Solar Stock Jumps Over 9 Per Cent After Bagging Order Worth Rs 897,47,00,000 From m NTPC Renewable Energy Ltd

The shares of the company saw a spurt in volume by more than 3.25 times on BSE.

Today, shares of Gensol Engineering Ltd jumped 9.34 per cent to an intraday high of Rs 780 per share from its previous closing of Rs 713.35 per share. The stock’s 52-week high is Rs 1,377.10 per share while the stock is up by 10 per cent from its 52-week low of Rs 712 per share. The shares of the company saw a spurt in volume by more than 3.25 times on BSE.

Gensol Engineering Limited (BSE: 542851, NSE: GENSOL), a prominent leader in the renewable energy sector specializing in solar power engineering, procurement, and construction (EPC) services, has secured a significant EPC contract from NTPC Renewable Energy Limited (NTPC REL). This contract entails the Development of 225MW-AC (Equivalent To 276 MWDC) Grid grid-connected solar PV Projects at GSECL Solar Park (Stage-III), Khavda located in the Rann of Kutch, Gujarat.

The total bid value for this project, including operations and maintenance (O&M) for a duration of three years, amounts to approximately Rs 897.47 crore, inclusive of taxes and duties. The contract between NTPC REL and Gensol Engineering Limited was formally executed last week, marking a substantial milestone for both entities in their pursuit of advancing renewable energy infrastructure in India.

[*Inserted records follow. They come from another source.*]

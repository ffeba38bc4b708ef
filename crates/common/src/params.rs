// -------------------------------------------------------------------------------------------------
//  Copyright (C) 2015-2026 Nautech Systems Pty Ltd. All rights reserved.
//  https://nautechsystems.io
//
//  Licensed under the GNU Lesser General Public License Version 3.0 (the "License");
//  You may not use this file except in compliance with the License.
//  You may obtain a copy of the License at https://www.gnu.org/licenses/lgpl-3.0.en.html
//
//  Unless required by applicable law or agreed to in writing, software
//  distributed under the License is distributed on an "AS IS" BASIS,
//  WITHOUT WARRANTIES OR CONDITIONS OF ANY KIND, either express or implied.
//  See the License for the specific language governing permissions and
//  limitations under the License.
// -------------------------------------------------------------------------------------------------

//! Parameters shared by every policy, and the segmented-FIFO-specific parameter string
//! parser.

/// Default hash-index `hashpower` when the caller does not specify one.
pub const DEFAULT_HASHPOWER: u8 = 20;

/// Per-object metadata overhead charged when `consider_obj_metadata` is set, mirroring
/// the historical implementation's fixed-size bookkeeping header.
pub const OBJ_METADATA_SIZE: u32 = 16;

/// Default number of segments for [`crate::policy::sfifo::SegmentedFifo`].
pub const DEFAULT_N_SEG: usize = 4;

/// Parameters shared by every policy in this crate.
#[derive(Debug, Clone, Copy)]
pub struct CommonCacheParams {
    /// Total byte budget of the cache.
    pub cache_size: u64,
    /// Whether per-object metadata overhead is charged against `cache_size`.
    pub consider_obj_metadata: bool,
    /// Bytes added to the FIFO policy's accounting on top of `obj_size`.
    pub per_obj_overhead: u32,
    /// `log2` of the hash index's bucket count.
    pub hashpower: u8,
}

impl CommonCacheParams {
    /// Creates parameters for a cache of `cache_size` bytes, with no per-object
    /// overhead and the default hash-index sizing.
    #[must_use]
    pub const fn new(cache_size: u64) -> Self {
        Self {
            cache_size,
            consider_obj_metadata: false,
            per_obj_overhead: 0,
            hashpower: DEFAULT_HASHPOWER,
        }
    }

    /// Returns `self` with `consider_obj_metadata` set.
    #[must_use]
    pub const fn with_obj_metadata(mut self, consider_obj_metadata: bool) -> Self {
        self.consider_obj_metadata = consider_obj_metadata;
        self
    }

    /// Returns `self` with a specific `per_obj_overhead`.
    #[must_use]
    pub const fn with_per_obj_overhead(mut self, per_obj_overhead: u32) -> Self {
        self.per_obj_overhead = per_obj_overhead;
        self
    }

    /// Returns `self` with a specific `hashpower`.
    #[must_use]
    pub const fn with_hashpower(mut self, hashpower: u8) -> Self {
        self.hashpower = hashpower;
        self
    }

    /// The per-object metadata overhead in force: [`OBJ_METADATA_SIZE`] when
    /// `consider_obj_metadata` is set, otherwise `0`.
    #[must_use]
    pub const fn obj_md_size(&self) -> u32 {
        if self.consider_obj_metadata {
            OBJ_METADATA_SIZE
        } else {
            0
        }
    }
}

/// Parsed parameters specific to [`crate::policy::sfifo::SegmentedFifo`].
#[derive(Debug, Clone, Copy, PartialEq, Eq)]
pub struct SegmentedFifoParams {
    /// Number of segments.
    pub n_seg: usize,
}

impl Default for SegmentedFifoParams {
    fn default() -> Self {
        Self {
            n_seg: DEFAULT_N_SEG,
        }
    }
}

impl SegmentedFifoParams {
    /// Parses a comma-separated `key=value` parameter string (e.g. `"n-seg=8"`).
    ///
    /// The only recognized keys are `n-seg` and the valueless `print`, matched
    /// case-insensitively. `print` logs the parameters parsed so far at `info` level
    /// rather than printing to stdout and terminating the process, since this is a
    /// library with no controlling CLI. An unknown key or an unparsable `n-seg` value
    /// is reported as `Err` rather than aborting.
    pub fn from_spec(spec: &str) -> anyhow::Result<Self> {
        let mut params = Self::default();

        for entry in spec.split(',') {
            let entry = entry.trim();
            if entry.is_empty() {
                continue;
            }

            if entry.eq_ignore_ascii_case("print") {
                log::info!("SegmentedFifoParams {{ n_seg: {} }}", params.n_seg);
                continue;
            }

            let Some((key, value)) = entry.split_once('=') else {
                let err = anyhow::anyhow!("unrecognized segmented-fifo parameter: '{entry}'");
                log::error!("{err}");
                return Err(err);
            };

            let key = key.trim();
            let value = value.trim();

            if key.eq_ignore_ascii_case("n-seg") {
                params.n_seg = value.parse().map_err(|_| {
                    let err = anyhow::anyhow!("invalid n-seg value: '{value}'");
                    log::error!("{err}");
                    err
                })?;
            } else {
                let err = anyhow::anyhow!("unknown segmented-fifo parameter key: '{key}'");
                log::error!("{err}");
                return Err(err);
            }
        }

        Ok(params)
    }
}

About Gensol Engineering Ltd

Established in 2012, Gensol Engineering Limited, part of the Gensol group, provides comprehensive engineering, procurement and construction (EPC) services for solar power plants globally, with a proven track record of installing over 770 MW of solar capacity across ground-mounted and rooftop installations. Committed to sustainability, Gensol is revolutionizing the Indian EV industry by setting up a state-of-the-art manufacturing facility in Pune for electric three-wheelers and four-wheelers, capable of producing 30,000 vehicles annually. Additionally, they offer extensive EV leasing solutions for passenger, fleet and cargo needs, having already leased over 3,000 EVs with plans to expand significantly. Headquartered in India, Gensol specializes in Solar EPC services, having built solar power plants exceeding 590 MWp globally and is dedicated to advancing clean energy and electric mobility solutions.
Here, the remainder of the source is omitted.